**Work required:** Reproduce exactly, from the data that follows, the line with "TimerFired, tx: TimerTx)", the line with "impl std::fmt::Debug for PoolEntry", and every line that lies between them.

+-------+

//! # psxpad Library
//!
//! Poll and configure PlayStation pads over a Raspberry Pi SPI bus.
//!
//! This library provides the pad protocol engine: bit-order framing, the
//! command catalog, the config session handshakes for analog mode and
//! vibration motors, and decoding of poll responses into key states.

pub mod config;
pub mod error;
pub mod protocol;
pub mod pad;
pub mod bus;
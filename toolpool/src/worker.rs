//! Child side of the subprocess protocol.
//!
//! A worker binary implements [`TaskHandler`] and calls [`run_worker`]. The
//! runtime answers `init` with `ready`, then runs one task at a time and
//! writes exactly one reply per task until it sees `shutdown` or EOF.
//!
//! Logging must go to stderr; stdout is the protocol channel.

use std::sync::Arc;
use std::time::Duration;

use futures::{SinkExt, StreamExt};
use tokio::io::{AsyncRead, AsyncWrite};
use tokio_util::codec::{FramedRead, FramedWrite};

use crate::bridge::codec::JsonCodec;
use crate::bridge::protocol::{ContextRequest, ContextResponse, EntryId};

/// Settings the pool sent in `init`.
#[derive(Debug, Clone, PartialEq, Eq)]
pub struct WorkerInit {
    pub entry_id: EntryId,
    pub memory_limit_mb: u64,
    pub task_timeout: Duration,
}

#[async_trait::async_trait]
pub trait TaskHandler: Send + Sync + 'static {
    /// Runs once before `ready` is sent. An error ends the worker.
    async fn init(&self, _init: &WorkerInit) -> Result<(), String> {
        Ok(())
    }

    /// `Err` is reported to the caller verbatim as a task error.
    async fn execute(&self, payload: serde_json::Value) -> Result<serde_json::Value, String>;
}

#[derive(Debug, thiserror::Error)]
pub enum WorkerError {
    #[error("protocol I/O failed: {0}")]
    Io(#[from] std::io::Error),
    #[error("unexpected message before init: {0}")]
    Protocol(String),
    #[error("handler init failed: {0}")]
    Init(String),
}

/// Serve the protocol on this process's stdin/stdout.
pub async fn run_worker<H: TaskHandler>(handler: H) -> Result<(), WorkerError> {
    run_worker_on(Arc::new(handler), tokio::io::stdin(), tokio::io::stdout()).await
}

/// Serve the protocol on arbitrary streams.
pub async fn run_worker_on<H, R, W>(handler: Arc<H>, reader: R, writer: W) -> Result<(), WorkerError>
where
    H: TaskHandler,
    R: AsyncRead + Unpin,
    W: AsyncWrite + Unpin,
{
    let mut reader = FramedRead::new(reader, JsonCodec::<ContextRequest>::new());
    let mut writer = FramedWrite::new(writer, JsonCodec::<ContextResponse>::new());

    let init = match reader.next().await {
        Some(Ok(ContextRequest::Init {
            entry_id,
            memory_limit_mb,
            task_timeout_ms,
        })) => WorkerInit {
            entry_id,
            memory_limit_mb,
            task_timeout: Duration::from_millis(task_timeout_ms),
        },
        Some(Ok(other)) => return Err(WorkerError::Protocol(format!("{other:?}"))),
        Some(Err(e)) => return Err(e.into()),
        None => {
            tracing::debug!("Input closed before init");
            return Ok(());
        }
    };

    handler.init(&init).await.map_err(WorkerError::Init)?;
    writer
        .send(ContextResponse::Ready {
            entry_id: init.entry_id,
        })
        .await?;
    tracing::info!(entry = %init.entry_id, "Worker ready");

    while let Some(msg) = reader.next().await {
        match msg? {
            ContextRequest::Task { task_id, payload } => {
                tracing::debug!(task = %task_id, "Running task");
                let h = Arc::clone(&handler);
                let outcome = tokio::spawn(async move { h.execute(payload).await }).await;
                let reply = match outcome {
                    Ok(Ok(data)) => ContextResponse::Success { task_id, data },
                    Ok(Err(error)) => ContextResponse::Error { task_id, error },
                    Err(e) => {
                        let error = join_error_message(e);
                        tracing::error!(task = %task_id, %error, "Task handler failed");
                        ContextResponse::Error { task_id, error }
                    }
                };
                writer.send(reply).await?;
            }
            ContextRequest::Shutdown => {
                tracing::info!("Shutdown requested");
                break;
            }
            ContextRequest::Init { .. } => {
                tracing::warn!("Ignoring repeated init");
            }
        }
    }

    Ok(())
}

fn join_error_message(err: tokio::task::JoinError) -> String {
    match err.try_into_panic() {
        Ok(panic) => {
            let msg = panic
                .downcast_ref::<&str>()
                .map(|s| s.to_string())
                .or_else(|| panic.downcast_ref::<String>().cloned())
                .unwrap_or_else(|| "unknown panic".to_string());
            format!("task panicked: {msg}")
        }
        Err(err) => format!("task aborted: {err}"),
    }
}

#[cfg(test)]
mod tests {
    use super::*;
    use crate::bridge::protocol::TaskId;
    use serde_json::{Value, json};
    use tokio::io::{DuplexStream, ReadHalf, WriteHalf};

    struct TestHandler;

    #[async_trait::async_trait]
    impl TaskHandler for TestHandler {
        async fn execute(&self, payload: Value) -> Result<Value, String> {
            match payload["op"].as_str() {
                Some("echo") => Ok(payload["value"].clone()),
                Some("fail") => Err("ValueError: nope".to_string()),
                Some("panic") => panic!("boom"),
                _ => Err("unknown op".to_string()),
            }
        }
    }

    struct RefusingHandler;

    #[async_trait::async_trait]
    impl TaskHandler for RefusingHandler {
        async fn init(&self, _init: &WorkerInit) -> Result<(), String> {
            Err("missing runtime".to_string())
        }

        async fn execute(&self, _payload: Value) -> Result<Value, String> {
            unreachable!()
        }
    }

    type PoolSide = (
        FramedWrite<WriteHalf<DuplexStream>, JsonCodec<ContextRequest>>,
        FramedRead<ReadHalf<DuplexStream>, JsonCodec<ContextResponse>>,
    );

    fn start<H: TaskHandler>(
        handler: H,
    ) -> (PoolSide, tokio::task::JoinHandle<Result<(), WorkerError>>) {
        let (pool_end, worker_end) = tokio::io::duplex(64 * 1024);
        let (worker_r, worker_w) = tokio::io::split(worker_end);
        let worker = tokio::spawn(run_worker_on(Arc::new(handler), worker_r, worker_w));

        let (pool_r, pool_w) = tokio::io::split(pool_end);
        let side = (
            FramedWrite::new(pool_w, JsonCodec::new()),
            FramedRead::new(pool_r, JsonCodec::new()),
        );
        (side, worker)
    }

    fn init_request(entry: u64) -> ContextRequest {
        ContextRequest::Init {
            entry_id: EntryId::from(entry),
            memory_limit_mb: 128,
            task_timeout_ms: 1000,
        }
    }

    #[tokio::test]
    async fn handshake_then_tasks() {
        let ((mut tx, mut rx), worker) = start(TestHandler);

        tx.send(init_request(7)).await.unwrap();
        let ready = rx.next().await.unwrap().unwrap();
        assert!(matches!(ready, ContextResponse::Ready { entry_id } if entry_id == EntryId::from(7)));

        let task_id = TaskId::new();
        tx.send(ContextRequest::Task {
            task_id,
            payload: json!({"op": "echo", "value": [1, 2]}),
        })
        .await
        .unwrap();
        match rx.next().await.unwrap().unwrap() {
            ContextResponse::Success { task_id: id, data } => {
                assert_eq!(id, task_id);
                assert_eq!(data, json!([1, 2]));
            }
            other => panic!("expected success, got {other:?}"),
        }

        tx.send(ContextRequest::Task {
            task_id,
            payload: json!({"op": "fail"}),
        })
        .await
        .unwrap();
        match rx.next().await.unwrap().unwrap() {
            ContextResponse::Error { error, .. } => assert_eq!(error, "ValueError: nope"),
            other => panic!("expected error, got {other:?}"),
        }

        tx.send(ContextRequest::Shutdown).await.unwrap();
        worker.await.unwrap().unwrap();
    }

    #[tokio::test]
    async fn panic_becomes_error_reply() {
        let ((mut tx, mut rx), worker) = start(TestHandler);
        tx.send(init_request(1)).await.unwrap();
        rx.next().await.unwrap().unwrap();

        let task_id = TaskId::new();
        tx.send(ContextRequest::Task {
            task_id,
            payload: json!({"op": "panic"}),
        })
        .await
        .unwrap();
        match rx.next().await.unwrap().unwrap() {
            ContextResponse::Error { task_id: id, error } => {
                assert_eq!(id, task_id);
                assert_eq!(error, "task panicked: boom");
            }
            other => panic!("expected error, got {other:?}"),
        }

        // Still serving after the panic.
        tx.send(ContextRequest::Task {
            task_id: TaskId::new(),
            payload: json!({"op": "echo", "value": "alive"}),
        })
        .await
        .unwrap();
        assert!(matches!(
            rx.next().await.unwrap().unwrap(),
            ContextResponse::Success { .. }
        ));

        tx.send(ContextRequest::Shutdown).await.unwrap();
        worker.await.unwrap().unwrap();
    }

    #[tokio::test]
    async fn task_before_init_is_rejected() {
        let ((mut tx, _rx), worker) = start(TestHandler);
        tx.send(ContextRequest::Task {
            task_id: TaskId::new(),
            payload: json!({}),
        })
        .await
        .unwrap();

        let err = worker.await.unwrap().unwrap_err();
        assert!(matches!(err, WorkerError::Protocol(_)));
    }

    #[tokio::test]
    async fn eof_before_init_exits_cleanly() {
        let (pool_side, worker) = start(TestHandler);
        // Both halves must go for the worker to see EOF.
        drop(pool_side);
        worker.await.unwrap().unwrap();
    }

    #[tokio::test]
    async fn failed_init_ends_worker_without_ready() {
        let ((mut tx, mut rx), worker) = start(RefusingHandler);
        tx.send(init_request(3)).await.unwrap();

        let err = worker.await.unwrap().unwrap_err();
        assert!(matches!(err, WorkerError::Init(ref msg) if msg == "missing runtime"));
        // Worker side is gone; no ready was written.
        assert!(rx.next().await.is_none());
    }
}
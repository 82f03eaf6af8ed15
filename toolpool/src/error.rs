//! Error types.
//!
//! `TaskError` is what a caller of [`WorkerPool::run`](crate::WorkerPool::run)
//! sees. Its `Display` strings are short and stable; callers may match on them.

use thiserror::Error;

#[derive(Debug, Clone, PartialEq, Eq, Error)]
pub enum TaskError {
    /// The task exceeded the configured timeout. The context may still be running it.
    #[error("Worker timeout")]
    Timeout,

    /// The context ran the task and reported an application-level failure.
    #[error("{0}")]
    Task(String),

    /// The context itself failed while the task was assigned to it.
    #[error("error")]
    Crashed,

    /// No context could be created for the task.
    #[error("failed to start execution context: {0}")]
    Spawn(String),

    #[error("Pool is shutting down")]
    ShuttingDown,
}

impl TaskError {
    pub fn is_timeout(&self) -> bool {
        matches!(self, Self::Timeout)
    }

    pub fn is_crash(&self) -> bool {
        matches!(self, Self::Crashed)
    }
}

#[derive(Debug, Error)]
pub enum SpawnError {
    #[error("failed to spawn process: {0}")]
    Spawn(#[from] std::io::Error),
    #[error("spawn failed: {0}")]
    Other(String),
}

#[derive(Debug, Error)]
pub enum ContextError {
    #[error("context is closed")]
    Closed,
    #[error("failed to send to context: {0}")]
    Send(String),
}
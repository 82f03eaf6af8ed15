//! IPC bridge between the pool and subprocess execution contexts.
//!
//! - **protocol**: message types exchanged over a context's stdin/stdout
//! - **codec**: length-prefixed JSON framing for AsyncRead/AsyncWrite

pub mod codec;
pub mod protocol;
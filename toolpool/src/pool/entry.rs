//! Pool entries: one execution context plus the task it is running.
//!
//! An entry is running exactly when it holds an [`ActiveTask`]. The task keeps
//! the caller's completion until a result, a timeout or a crash takes it, so a
//! caller is resolved at most once by construction.

use std::time::{Duration, Instant};

use chrono::{DateTime, Utc};
use serde::Serialize;
use tokio::sync::{mpsc, oneshot};
use tokio::task::JoinHandle;

use crate::bridge::protocol::{EntryId, TaskId};
use crate::context::ExecutionContext;
use crate::error::TaskError;

/// Where a task's result goes.
pub type Completion = oneshot::Sender<Result<serde_json::Value, TaskError>>;

/// A task's timeout elapsed.
#[derive(Debug, Clone, Copy, PartialEq, Eq)]
pub struct TimerFired {
    pub entry: EntryId,
    pub task_id: TaskId,
}

pub(crate) type TimerTx = mpsc::UnboundedSender<TimerFired>;

/// Armed timeout for one dispatch. Dropping it disarms the timer.
#[derive(Debug)]
pub struct TimeoutHandle(JoinHandle<()>);

impl TimeoutHandle {
    pub(crate) fn arm(after: Duration, fired: TimerFired, tx: TimerTx) -> Self {
        Self(tokio::spawn(async move {
            tokio::time::sleep(after).await;
            let _ = tx.send(fired);
        }))
    }
}

impl Drop for TimeoutHandle {
    fn drop(&mut self) {
        self.0.abort();
    }
}

#[derive(Debug)]
pub struct ActiveTask {
    task_id: TaskId,
    started_at: Instant,
    started_wall: DateTime<Utc>,
    /// None once the caller was rejected by the timeout.
    completion: Option<Completion>,
    timeout: Option<TimeoutHandle>,
}

impl ActiveTask {
    pub fn elapsed(&self) -> Duration {
        self.started_at.elapsed()
    }

    pub fn timed_out(&self) -> bool {
        self.completion.is_none()
    }
}

/// Outcome of matching a reply against an entry's current task.
#[derive(Debug)]
pub enum Finish {
    /// The caller is still waiting.
    Deliver(Completion, Duration),
    /// The task already timed out; the reply has nobody to go to.
    Late(Duration),
    /// The reply does not belong to the current task.
    Stale,
}

#[derive(Debug, Clone, Copy, PartialEq, Eq, Serialize)]
#[serde(rename_all = "snake_case")]
pub enum EntryStatus {
    Idle,
    Running,
}

/// Point-in-time view of an entry, for stats.
#[derive(Debug, Clone, PartialEq, Serialize)]
pub struct EntrySnapshot {
    pub id: EntryId,
    pub status: EntryStatus,
    pub started_at: Option<DateTime<Utc>>,
    pub tasks_completed: u64,
    pub timed_out: bool,
}

pub struct PoolEntry {
    id: EntryId,
    context: Box<dyn ExecutionContext>,
    task: Option<ActiveTask>,
    tasks_completed: u64,
}

impl std::fmt::Debug for PoolEntry {
    fn fmt(&self, f: &mut std::fmt::Formatter<'_>) -> std::fmt::Result {
        f.debug_struct("PoolEntry")
            .field("id", &self.id)
            .field("task", &self.task)
            .field("tasks_completed", &self.tasks_completed)
            .finish_non_exhaustive()
    }
}

impl PoolEntry {
    pub fn new(id: EntryId, context: Box<dyn ExecutionContext>) -> Self {
        Self {
            id,
            context,
            task: None,
            tasks_completed: 0,
        }
    }

    pub fn id(&self) -> EntryId {
        self.id
    }

    pub fn is_idle(&self) -> bool {
        self.task.is_none()
    }

    pub fn context_mut(&mut self) -> &mut dyn ExecutionContext {
        self.context.as_mut()
    }

    /// Mark the entry running. Panics in debug builds if it already is.
    pub fn assign(&mut self, task_id: TaskId, completion: Completion, timeout: Option<TimeoutHandle>) {
        debug_assert!(self.task.is_none(), "entry {} assigned twice", self.id);
        self.task = Some(ActiveTask {
            task_id,
            started_at: Instant::now(),
            started_wall: Utc::now(),
            completion: Some(completion),
            timeout,
        });
    }

    /// Take the caller's completion for a timeout, leaving the entry running.
    ///
    /// None if `task_id` is no longer current or was already resolved.
    pub fn take_completion(&mut self, task_id: TaskId) -> Option<Completion> {
        let task = self.task.as_mut().filter(|t| t.task_id == task_id)?;
        task.timeout = None;
        task.completion.take()
    }

    /// Clear the current task in response to a reply for `task_id`.
    pub fn finish(&mut self, task_id: TaskId) -> Finish {
        if self.task.as_ref().map(|t| t.task_id) != Some(task_id) {
            return Finish::Stale;
        }
        let Some(task) = self.task.take() else {
            return Finish::Stale;
        };
        self.tasks_completed += 1;
        let elapsed = task.elapsed();
        match task.completion {
            Some(completion) => Finish::Deliver(completion, elapsed),
            None => Finish::Late(elapsed),
        }
    }

    /// Reject the in-flight caller, if any. Returns whether one was waiting.
    pub fn fail_in_flight(&mut self, err: TaskError) -> bool {
        match self.task.take().and_then(|t| t.completion) {
            Some(completion) => {
                let _ = completion.send(Err(err));
                true
            }
            None => false,
        }
    }

    pub fn snapshot(&self) -> EntrySnapshot {
        EntrySnapshot {
            id: self.id,
            status: if self.is_idle() {
                EntryStatus::Idle
            } else {
                EntryStatus::Running
            },
            started_at: self.task.as_ref().map(|t| t.started_wall),
            tasks_completed: self.tasks_completed,
            timed_out: self.task.as_ref().is_some_and(ActiveTask::timed_out),
        }
    }
}
//! Bounded pool of execution contexts.
//!
//! [`WorkerPool`] is a cheap, cloneable handle. All bookkeeping lives in a
//! dispatcher task that owns the entries and the wait queue; the handle only
//! sends it commands.
//!
//! ```text
//! run() ──Command──▶ dispatcher ──dispatch──▶ context
//!   ▲                    │  ▲                    │
//!   └──── oneshot ───────┘  └──── ContextEvent ──┘
//! ```
//!
//! At most `max_concurrency` contexts exist at once. A task that finds no
//! idle entry and no room for a new one waits in FIFO order.

mod dispatcher;
pub mod entry;
pub mod queue;

use std::future::Future;
use std::sync::Arc;

use serde::Serialize;
use tokio::sync::{mpsc, oneshot};

use crate::config::PoolConfig;
use crate::context::ContextSpawner;
use crate::error::TaskError;
use dispatcher::{Command, Dispatcher};

pub use entry::{EntrySnapshot, EntryStatus};

/// Point-in-time pool counters.
#[derive(Debug, Clone, PartialEq, Serialize)]
pub struct PoolStats {
    pub max_concurrency: usize,
    pub total: usize,
    pub idle: usize,
    pub busy: usize,
    pub queued: usize,
    /// Contexts created over the pool's lifetime.
    pub spawned: u64,
    pub entries: Vec<EntrySnapshot>,
}

#[derive(Clone)]
pub struct WorkerPool {
    commands: mpsc::UnboundedSender<Command>,
    max_concurrency: usize,
}

impl std::fmt::Debug for WorkerPool {
    fn fmt(&self, f: &mut std::fmt::Formatter<'_>) -> std::fmt::Result {
        f.debug_struct("WorkerPool")
            .field("max_concurrency", &self.max_concurrency)
            .field("shut_down", &self.is_shut_down())
            .finish()
    }
}

impl WorkerPool {
    /// Start a pool. Must be called inside a tokio runtime.
    pub fn new(mut config: PoolConfig, spawner: Arc<dyn ContextSpawner>) -> Self {
        config.max_concurrency = config.max_concurrency.max(1);
        let max_concurrency = config.max_concurrency;
        let (commands, commands_rx) = mpsc::unbounded_channel();
        tokio::spawn(Dispatcher::new(config, spawner).run(commands_rx));
        Self {
            commands,
            max_concurrency,
        }
    }

    /// Submit a task.
    ///
    /// The task is handed to the pool when `run` is called, not when the
    /// returned future is first polled, so submission order is call order.
    /// Dropping the future abandons the result; a task still waiting in the
    /// queue is then never dispatched.
    pub fn run(
        &self,
        payload: serde_json::Value,
    ) -> impl Future<Output = Result<serde_json::Value, TaskError>> + Send + 'static {
        let (completion, result) = oneshot::channel();
        let submitted = self
            .commands
            .send(Command::Run {
                payload,
                completion,
            })
            .is_ok();

        async move {
            if !submitted {
                return Err(TaskError::ShuttingDown);
            }
            // The dispatcher only drops a completion unsent when it is exiting.
            result.await.unwrap_or(Err(TaskError::ShuttingDown))
        }
    }

    /// None once the pool has shut down.
    pub async fn stats(&self) -> Option<PoolStats> {
        let (reply, rx) = oneshot::channel();
        self.commands.send(Command::Stats { reply }).ok()?;
        rx.await.ok()
    }

    /// Reject everything queued or running, stop every context, stop the
    /// dispatcher. Safe to call more than once.
    pub async fn shutdown(&self) {
        let (done, rx) = oneshot::channel();
        if self.commands.send(Command::Shutdown { done }).is_ok() {
            let _ = rx.await;
        }
    }

    pub fn is_shut_down(&self) -> bool {
        self.commands.is_closed()
    }
}
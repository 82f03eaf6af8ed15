//! Tracing subscriber setup shared by both binaries.
//!
//! Output always goes to stderr: the worker's stdout carries protocol frames
//! and the driver's stdout carries results.

use tracing_subscriber::prelude::*;
use tracing_subscriber::{EnvFilter, fmt};

/// `RUST_LOG` wins if set. Otherwise `TOOLPOOL_LOG` picks a level for this
/// crate's targets. `LOG_FORMAT=json` switches to JSON lines.
pub fn init() {
    let filter = if std::env::var("RUST_LOG").is_ok() {
        EnvFilter::from_default_env()
    } else {
        let level = base_level(std::env::var("TOOLPOOL_LOG").ok().as_deref());
        EnvFilter::new(filter_directives(level))
    };

    let use_json = std::env::var("LOG_FORMAT").as_deref() == Ok("json");

    if use_json {
        let subscriber = tracing_subscriber::registry()
            .with(filter)
            .with(fmt::layer().json().with_writer(std::io::stderr));
        let _ = subscriber.try_init();
    } else {
        let subscriber = tracing_subscriber::registry()
            .with(filter)
            .with(fmt::layer().with_writer(std::io::stderr));
        let _ = subscriber.try_init();
    }
}

fn base_level(value: Option<&str>) -> &'static str {
    match value {
        Some("trace") => "trace",
        Some("debug") => "debug",
        Some("warn") | Some("warning") => "warn",
        Some("error") => "error",
        _ => "info",
    }
}

fn filter_directives(level: &str) -> String {
    format!("toolpool={level},toolpool_worker={level}")
}
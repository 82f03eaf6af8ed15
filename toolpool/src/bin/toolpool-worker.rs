//! Diagnostic worker: runs a handful of built-in operations.
//!
//! Payloads are `{"op": ...}` objects:
//!
//! - `echo {value}`: return `value`
//! - `sleep {ms, value?}`: wait, then return `value`
//! - `fail {message}`: task error with `message`
//! - `exit {code}`: exit the process immediately
//! - `alloc {mb, hold_ms}`: allocate and touch `mb` MiB, hold it, return the size
//! - `panic {message}`: panic inside the handler

use std::time::Duration;

use serde::Deserialize;
use serde_json::{Value, json};
use toolpool::{TaskHandler, WorkerInit};

#[derive(Debug, Deserialize)]
#[serde(tag = "op", rename_all = "snake_case")]
enum Op {
    Echo {
        #[serde(default)]
        value: Value,
    },
    Sleep {
        ms: u64,
        #[serde(default)]
        value: Value,
    },
    Fail {
        message: String,
    },
    Exit {
        code: i32,
    },
    Alloc {
        mb: usize,
        #[serde(default)]
        hold_ms: u64,
    },
    Panic {
        message: String,
    },
}

struct BuiltinOps;

#[async_trait::async_trait]
impl TaskHandler for BuiltinOps {
    async fn init(&self, init: &WorkerInit) -> Result<(), String> {
        tracing::debug!(
            entry = %init.entry_id,
            memory_limit_mb = init.memory_limit_mb,
            task_timeout_ms = init.task_timeout.as_millis() as u64,
            "Diagnostic worker initialised"
        );
        Ok(())
    }

    async fn execute(&self, payload: Value) -> Result<Value, String> {
        let op: Op = serde_json::from_value(payload).map_err(|e| format!("invalid op: {e}"))?;
        match op {
            Op::Echo { value } => Ok(value),
            Op::Sleep { ms, value } => {
                tokio::time::sleep(Duration::from_millis(ms)).await;
                Ok(value)
            }
            Op::Fail { message } => Err(message),
            Op::Exit { code } => {
                tracing::info!(code, "Exiting on request");
                std::process::exit(code)
            }
            Op::Alloc { mb, hold_ms } => {
                // Write every page so the memory is actually resident.
                let buf = vec![1u8; mb * 1024 * 1024];
                tokio::time::sleep(Duration::from_millis(hold_ms)).await;
                Ok(json!({ "allocated_mb": buf.len() / (1024 * 1024) }))
            }
            Op::Panic { message } => panic!("{message}"),
        }
    }
}

#[tokio::main]
async fn main() -> anyhow::Result<()> {
    toolpool::logging::init();
    toolpool::run_worker(BuiltinOps).await?;
    Ok(())
}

+-------+

**Answer space:**
    pub(crate) fn arm(after: Duration, fired: TimerFired, tx: TimerTx) -> Self {
        Self(tokio::spawn(async move {
            tokio::time::sleep(after).await;
            let _ = tx.send(fired);
        }))
    }
}

impl Drop for TimeoutHandle {
    fn drop(&mut self) {
        self.0.abort();
    }
}

#[derive(Debug)]
pub struct ActiveTask {
    task_id: TaskId,
    started_at: Instant,
    started_wall: DateTime<Utc>,
    /// None once the caller was rejected by the timeout.
    completion: Option<Completion>,
    timeout: Option<TimeoutHandle>,
}

impl ActiveTask {
    pub fn elapsed(&self) -> Duration {
        self.started_at.elapsed()
    }

    pub fn timed_out(&self) -> bool {
        self.completion.is_none()
    }
}

/// Outcome of matching a reply against an entry's current task.
#[derive(Debug)]
pub enum Finish {
    /// The caller is still waiting.
    Deliver(Completion, Duration),
    /// The task already timed out; the reply has nobody to go to.
    Late(Duration),
    /// The reply does not belong to the current task.
    Stale,
}

#[derive(Debug, Clone, Copy, PartialEq, Eq, Serialize)]
#[serde(rename_all = "snake_case")]
pub enum EntryStatus {
    Idle,
    Running,
}

/// Point-in-time view of an entry, for stats.
#[derive(Debug, Clone, PartialEq, Serialize)]
pub struct EntrySnapshot {
    pub id: EntryId,
    pub status: EntryStatus,
    pub started_at: Option<DateTime<Utc>>,
    pub tasks_completed: u64,
    pub timed_out: bool,
}

pub struct PoolEntry {
    id: EntryId,
    context: Box<dyn ExecutionContext>,
    task: Option<ActiveTask>,
    tasks_completed: u64,
}

impl std::fmt::Debug for PoolEntry {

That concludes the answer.